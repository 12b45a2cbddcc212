//! HTTP timeout settings

use std::time::Duration;

use serde::{Deserialize, Serialize};

/// Timeout for `message/send`, `message/stream` initiation and `tasks/get`.
pub const DEFAULT_REQUEST_TIMEOUT_SECS: u64 = 60;

/// Timeout for each agent-card candidate.
pub const DEFAULT_DISCOVERY_TIMEOUT_SECS: u64 = 10;

/// `[http]` section of the relay config
#[derive(Debug, Clone, Copy, PartialEq, Eq, Deserialize, Serialize)]
#[serde(default)]
pub struct HttpConfig {
    pub request_timeout_secs: u64,
    pub discovery_timeout_secs: u64,
}

impl Default for HttpConfig {
    fn default() -> Self {
        Self {
            request_timeout_secs: DEFAULT_REQUEST_TIMEOUT_SECS,
            discovery_timeout_secs: DEFAULT_DISCOVERY_TIMEOUT_SECS,
        }
    }
}

impl HttpConfig {
    pub fn request_timeout(&self) -> Duration {
        Duration::from_secs(self.request_timeout_secs)
    }

    pub fn discovery_timeout(&self) -> Duration {
        Duration::from_secs(self.discovery_timeout_secs)
    }
}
● ● ● ●
## EXERCISE AIM
When transcribing the data, keep every line exactly as it is.

## RESPONSE TO THE TASK
repository 12b45a2cbddcc212
//! HTTP timeout settings

use std::time::Duration;

use serde::{Deserialize, Serialize};

/// Timeout for `message/send`, `message/stream` initiation and `tasks/get`.
pub const DEFAULT_REQUEST_TIMEOUT_SECS: u64 = 60;

/// Timeout for each agent-card candidate.
pub const DEFAULT_DISCOVERY_TIMEOUT_SECS: u64 = 10;

/// `[http]` section of the relay config
#[derive(Debug, Clone, Copy, PartialEq, Eq, Deserialize, Serialize)]
#[serde(default)]
pub struct HttpConfig {
    pub request_timeout_secs: u64,
    pub discovery_timeout_secs: u64,
}

impl Default for HttpConfig {
    fn default() -> Self {
        Self {
            request_timeout_secs: DEFAULT_REQUEST_TIMEOUT_SECS,
            discovery_timeout_secs: DEFAULT_DISCOVERY_TIMEOUT_SECS,
        }
    }
}

impl HttpConfig {
    pub fn request_timeout(&self) -> Duration {
        Duration::from_secs(self.request_timeout_secs)
    }

    pub fn discovery_timeout(&self) -> Duration {
        Duration::from_secs(self.discovery_timeout_secs)
    }
}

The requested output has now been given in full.